Лежащий скорчился, закрылся руками, а Серега, не жалея ботинок, добавил ему по спине, по рукам, по коленям, вкладывая в каждый удар такую ненависть, которой никогда в себе не замечал. Софронов не стонал, он только ругался, не переставая:

– Фашист! Фашист поганый! – и получал за это все новые и новые удары, пока не потерял сознание.

Серега, увидев, что парень обмяк, прекратил избиение. Жалости не было, как не было и страха. Он спокойно пошел прочь и уже двигался по своей улице, когда сзади опять послышались нетвердые знакомые шаги. Серега обернулся и увидел, что Виталий, подобрав какую-то железяку – арматурный прут или монтировку, – шатаясь, идет к нему. Живучий!

Но тут из темноты вышли, негромко беседуя, три «берета». Для них Серега был свой, а Софронов – враг без всяких кавычек.

– У вас проблемы, Сергей Николаевич? – спросил один из «беретов», указывая на приближающегося парня.

– В принципе нет, – ответил Серега, – товарищ не понимает…

– Сейчас поймет, – радостно пообещал «берет» и мигнул одному из приятелей. – Готовь заправку!

Железка вылетела у парня из рук от ловкого удара, вторым ударом «береты» сбили eгo с ног и с трех сторон начали угощать ударами своих крепких десантных ботинок.

– Стоп! – минуты через две сказал тот «берет», что считал себя старшим. – Заправку!

Серега знал: сейчас они разожмут жертве рот и вольют туда пару стаканов самогона. Потом подтянут к забору и бросят. А могут и Иван Палыча пригласить, если он еще трезвый. Тот по рации вызовет коляску, и поедет Софронов в вытрезвитель, как подобранный на улице в сильной степени опьянения.

– Спасибо, – кивнул Серега «беретам».

– Из «спасиба» шубу не сошьешь, – прищурился один из парней.

– Ты чего? – буркнул тот, что командовал. – Стыда нет.

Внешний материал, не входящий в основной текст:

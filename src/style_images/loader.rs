//! # 加载与校验模块
//!
//! ## 设计思路
//!
//! 统一处理不同来源（URL / 本地文件 / 内置资源 / 内置资产 / Data URI）的原始字节加载，
//! 并在“尽可能早”的阶段执行输入校验。目标是尽快失败，减少不必要内存与 CPU 消耗。
//!
//! ## 实现思路
//!
//! - URL：内容类型 + 体积校验 + 流式下载 + 流式签名探测，可重试错误指数退避。
//! - Data URI：格式解析 + 解码前体积估算。
//! - 文件：存在性 + metadata 体积限制 + 读取。
//! - 所有来源最终都做一次 magic bytes 校验。

use base64::{Engine as _, engine::general_purpose};
use std::path::Path;
use std::time::{Duration, SystemTime, UNIX_EPOCH};

use super::handler::BatchContext;
use super::resolver::{ASSET_SCHEME_PREFIX, SourceKind};
use super::source::RawImageData;
use super::{ImageConfig, ImageError, ImageLoader};

const STREAM_SNIFF_BYTES: usize = 4096;
const NETWORK_RETRY_MAX_ATTEMPTS: u8 = 3;
const NETWORK_RETRY_BASE_DELAY_MS: u64 = 180;
const BUFFER_INITIAL_CAPACITY: usize = 16 * 1024;

impl ImageLoader {
    /// 按来源形态拉取原始字节。
    pub(super) async fn fetch_bytes(
        &self,
        uri: &str,
        ctx: &BatchContext,
    ) -> Result<RawImageData, ImageError> {
        match SourceKind::of(uri) {
            SourceKind::Http => self.load_from_url(uri, ctx).await,
            SourceKind::File => {
                let path = reqwest::Url::parse(uri)
                    .ok()
                    .and_then(|url| url.to_file_path().ok())
                    .ok_or_else(|| ImageError::InvalidFormat(format!("文件 URI 无效：{}", uri)))?;
                Self::load_from_file(&path, &ctx.config, "file")
            }
            SourceKind::Asset => {
                let relative = &uri.trim_start()[ASSET_SCHEME_PREFIX.len()..];
                let path = self
                    .bundle
                    .asset_path(relative)
                    .ok_or_else(|| ImageError::ResourceNotFound(format!("内置资产不存在：{}", uri)))?;
                Self::load_from_file(&path, &ctx.config, "asset")
            }
            SourceKind::Data => Self::load_from_data_uri(uri, &ctx.config),
            SourceKind::Resource => {
                let path = self
                    .bundle
                    .resource_path(uri)
                    .ok_or_else(|| ImageError::ResourceNotFound(format!("内置资源不存在：{}", uri)))?;
                Self::load_from_file(&path, &ctx.config, "resource")
            }
        }
    }

    /// 从 URL 加载图片原始字节。
    pub(super) async fn load_from_url(
        &self,
        url: &str,
        ctx: &BatchContext,
    ) -> Result<RawImageData, ImageError> {
        log::info!("🌐 开始下载图片 - URL: {}", url);

        let bytes = Self::download_with_validation(&ctx.client, url, &ctx.config).await?;
        Self::validate_image_signature(&bytes)?;

        Ok(RawImageData {
            bytes,
            source_hint: "url",
        })
    }

    /// 从 Data URI（`data:image/...;base64,`）加载图片原始字节。
    pub(super) fn load_from_data_uri(
        data: &str,
        config: &ImageConfig,
    ) -> Result<RawImageData, ImageError> {
        log::debug!("📝 开始处理 data URI 图片");

        let bytes = Self::decode_data_uri(data, config.max_file_size)?;
        Self::validate_image_signature(&bytes)?;

        Ok(RawImageData {
            bytes,
            source_hint: "data",
        })
    }

    /// 从本地路径加载图片原始字节。
    pub(super) fn load_from_file(
        path: &Path,
        config: &ImageConfig,
        source_hint: &'static str,
    ) -> Result<RawImageData, ImageError> {
        log::debug!("📁 开始读取本地图片 - 路径: {}", path.display());

        if !path.exists() {
            return Err(ImageError::FileSystem(format!("文件不存在：{}", path.display())));
        }

        let metadata = std::fs::metadata(path)
            .map_err(|e| ImageError::FileSystem(format!("无法读取文件信息：{}", e)))?;

        if metadata.len() > config.max_file_size {
            return Err(ImageError::ResourceLimit(format!(
                "文件过大：{:.2} MB（限制：{:.2} MB）",
                metadata.len() as f64 / 1024.0 / 1024.0,
                config.max_file_size as f64 / 1024.0 / 1024.0
            )));
        }

        let bytes = std::fs::read(path)
            .map_err(|e| ImageError::FileSystem(format!("无法读取图片文件：{}", e)))?;
        Self::validate_image_signature(&bytes)?;

        Ok(RawImageData { bytes, source_hint })
    }

    /// 构建本批次共享的 HTTP 客户端。
    pub(super) fn build_http_client(config: &ImageConfig) -> Result<reqwest::Client, ImageError> {
        let mut builder = reqwest::Client::builder()
            .redirect(reqwest::redirect::Policy::limited(config.max_redirects));

        if let Some(secs) = config.download_timeout {
            builder = builder.timeout(Duration::from_secs(secs));
        }
        if let Some(secs) = config.connect_timeout {
            builder = builder.connect_timeout(Duration::from_secs(secs));
        }

        builder
            .build()
            .map_err(|e| ImageError::Network(format!("无法创建 HTTP 客户端：{}", e)))
    }

    /// 执行带校验的网络下载。
    ///
    /// 使用流式读取，边读边做体积与签名校验。可重试的状态码与连接/超时错误
    /// 最多尝试 `NETWORK_RETRY_MAX_ATTEMPTS` 次。
    pub(super) async fn download_with_validation(
        client: &reqwest::Client,
        url: &str,
        config: &ImageConfig,
    ) -> Result<Vec<u8>, ImageError> {
        let parsed = reqwest::Url::parse(url)
            .map_err(|e| ImageError::InvalidFormat(format!("URL 格式错误：{}", e)))?;

        let mut attempt: u8 = 1;
        let mut response = loop {
            let outcome = Self::send(client, parsed.clone()).await;
            let retry_in = match &outcome {
                Ok(resp) if Self::is_retryable_http_status(resp.status()) => {
                    Some(Self::backoff_delay(attempt, Self::retry_after(resp.headers())))
                }
                Err(err) if err.is_timeout() || err.is_connect() => Some(Self::backoff_delay(attempt, None)),
                _ => None,
            };

            match (retry_in, outcome) {
                (Some(delay), outcome) if attempt < NETWORK_RETRY_MAX_ATTEMPTS => {
                    let reason = match outcome {
                        Ok(resp) => format!("HTTP {}", resp.status().as_u16()),
                        Err(err) => err.to_string(),
                    };
                    log::warn!(
                        "⚠️ 下载失败（第 {}/{} 次，可重试）：{}；{}ms 后重试",
                        attempt,
                        NETWORK_RETRY_MAX_ATTEMPTS,
                        reason,
                        delay.as_millis()
                    );
                    tokio::time::sleep(delay).await;
                    attempt += 1;
                }
                (_, Ok(resp)) => break resp,
                (_, Err(err)) => return Err(Self::map_reqwest_error(err, config)),
            }
        };

        if !response.status().is_success() {
            return Err(ImageError::Network(format!("HTTP {}", response.status())));
        }

        if let Some(ct) = response
            .headers()
            .get(reqwest::header::CONTENT_TYPE)
            .and_then(|ct| ct.to_str().ok())
        {
            if !Self::is_image_content_type(ct) {
                return Err(ImageError::InvalidFormat(format!("不是图片类型：{}", ct)));
            }
        }

        let declared = response.content_length();
        if let Some(size) = declared.filter(|size| *size > config.max_file_size) {
            return Err(ImageError::ResourceLimit(format!(
                "声明体积 {} bytes 超过限制 {} bytes",
                size, config.max_file_size
            )));
        }

        let capacity = declared
            .filter(|len| *len > 0)
            .map_or(BUFFER_INITIAL_CAPACITY, |len| len.min(config.max_file_size) as usize);
        let mut buffer = Vec::with_capacity(capacity);
        let mut recognized = false;

        while let Some(chunk) = response
            .chunk()
            .await
            .map_err(|e| Self::map_reqwest_error(e, config))?
        {
            if (buffer.len() + chunk.len()) as u64 > config.max_file_size {
                return Err(ImageError::ResourceLimit("下载后文件超过大小限制".to_string()));
            }
            buffer.extend_from_slice(&chunk);

            if !recognized {
                recognized = Self::sniff_prefix(&buffer)?;
            }
        }

        if !recognized {
            Self::validate_image_signature(&buffer)?;
        }

        log::debug!("✅ 下载完成 - {} bytes", buffer.len());
        Ok(buffer)
    }

    async fn send(
        client: &reqwest::Client,
        url: reqwest::Url,
    ) -> Result<reqwest::Response, reqwest::Error> {
        client
            .get(url)
            .header(reqwest::header::ACCEPT, "image/avif,image/webp,image/apng,image/*,*/*;q=0.8")
            .send()
            .await
    }

    /// `Retry-After` 只认秒数形式。
    fn retry_after(headers: &reqwest::header::HeaderMap) -> Option<Duration> {
        let secs = headers
            .get(reqwest::header::RETRY_AFTER)?
            .to_str()
            .ok()?
            .trim()
            .parse::<u64>()
            .ok()?;
        Some(Duration::from_secs(secs))
    }

    /// 指数退避（或服务端提示）加上至多一半的抖动。
    fn backoff_delay(attempt: u8, server_hint: Option<Duration>) -> Duration {
        let base = server_hint.unwrap_or_else(|| {
            Duration::from_millis(NETWORK_RETRY_BASE_DELAY_MS << attempt.saturating_sub(1).min(8))
        });
        let spread = (base.as_millis() as u64 / 2).max(1);
        let seed = SystemTime::now()
            .duration_since(UNIX_EPOCH)
            .map_or(0, |d| d.subsec_nanos() as u64);
        base + Duration::from_millis(seed % (spread + 1))
    }

    fn is_retryable_http_status(status: reqwest::StatusCode) -> bool {
        status == reqwest::StatusCode::REQUEST_TIMEOUT
            || status == reqwest::StatusCode::TOO_MANY_REQUESTS
            || status.is_server_error()
    }

    fn is_image_content_type(content_type: &str) -> bool {
        content_type
            .split(';')
            .next()
            .is_some_and(|base| base.trim().to_ascii_lowercase().starts_with("image/"))
    }

    fn map_reqwest_error(e: reqwest::Error, config: &ImageConfig) -> ImageError {
        if e.is_timeout() {
            ImageError::Timeout(format!("下载超时（{:?} 秒）：{}", config.download_timeout, e))
        } else {
            ImageError::Network(format!("请求失败：{}", e))
        }
    }

    /// 解析 `data:...;base64,` 并在解码前按估算体积拒绝超限输入。
    fn decode_data_uri(data: &str, max_file_size: u64) -> Result<Vec<u8>, ImageError> {
        let payload = data
            .trim()
            .strip_prefix("data:")
            .and_then(|rest| rest.split_once(";base64,"))
            .map(|(_, payload)| payload)
            .ok_or_else(|| ImageError::InvalidFormat("缺少 base64 标记".to_string()))?;

        let estimated = base64::decoded_len_estimate(payload.len()) as u64;
        if estimated > max_file_size {
            return Err(ImageError::ResourceLimit(format!(
                "Base64 预计解码 {} bytes，超过限制 {} bytes",
                estimated, max_file_size
            )));
        }

        general_purpose::STANDARD
            .decode(payload)
            .map_err(|e| ImageError::Decode(format!("Base64 解码失败：{}", e)))
    }

    /// 通过文件签名（magic bytes）校验输入是否为图片。
    fn validate_image_signature(bytes: &[u8]) -> Result<(), ImageError> {
        match infer::get(bytes) {
            Some(kind) if kind.matcher_type() == infer::MatcherType::Image => Ok(()),
            Some(kind) => Err(ImageError::InvalidFormat(format!("文件签名不是图片类型：{}", kind.mime_type()))),
            None if bytes.is_empty() => Err(ImageError::InvalidFormat("图片内容为空".to_string())),
            None => Err(ImageError::InvalidFormat("无法识别图片类型".to_string())),
        }
    }

    /// 流式下载时对已到达的前缀做签名判断：`Ok(true)` 已确认是图片，
    /// `Ok(false)` 字节不足继续读；非图片或读满 `STREAM_SNIFF_BYTES` 仍无法识别时报错。
    fn sniff_prefix(bytes: &[u8]) -> Result<bool, ImageError> {
        match infer::get(bytes) {
            Some(_) => Self::validate_image_signature(bytes).map(|_| true),
            None if bytes.len() >= STREAM_SNIFF_BYTES => Err(ImageError::InvalidFormat(format!(
                "下载前 {} 字节内无法识别图片类型",
                STREAM_SNIFF_BYTES
            ))),
            None => Ok(false),
        }
    }
}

– Сколько? – спросил Серега до омерзительного по-деловому. – По чирику хватит?

– Да ладно вам… Вы же наш! – поломался старший.

– Но когда Серега выдал «беретам» по красненькой бумажке, возвращать ее не стал.

– На новую заправку, – пояснил Серега.

– Да мы не пьем, – заметил «берет». «Тот, кто пьет вино и пиво, тот союзник Тель-Авива!» О, и «синеглазка»!

Все тот же милицейский «газик», посверкивая синим огоньком, подкатил к «беретам» и Сереге.

– Почин сделан, Иван Палыч! – гордо доложил старший «берет», когда участковый и два патрульных сержанта вышли из машины. – Вот, пьяницу подобрали!

– Это не ко мне, – покачал головой Иван Палыч, – его в вытрезвитель надо, а мне в опорный пункт.

По правде сказать, Иван Палычу вытрезвитель тоже не помешал бы. Сержанты только похихикивали.

– Мы его сейчас определим, – заверил сержант-водитель, – подождите здесь. Пойдем, Иван Палыч, пойдем. Сейчас на пункт приедем, службу нести будешь.

Участковый икнул и согласился.

– Раньше меньше пил, – заметил старший «берет», когда «газик» укатил в глубь поселка, – перестройка поломала.

– Вы сейчас в клуб? – спросил Серега у «беретов».

– Нет, мы сегодня – «отряд помощи милиции». Мы здесь «синеглазку» ждали. Всю ночь патрулируем. Саня – он отдельно, с другим экипажем, а мы с Вовкой – с этим. Мы с Вовкой тогда приезжали, когда вы с этим дылдой, Нефедовым, подрались. У него тогда рука была вдрызг разбита. Дядю Гошу тогда забирали.

– Гоша-то при вас умер? – спросил Серега.

– Нет… – как-то неуверенно произнес тот, кого представили как Вовку. – Мы его даже не вели, только ментам помогали.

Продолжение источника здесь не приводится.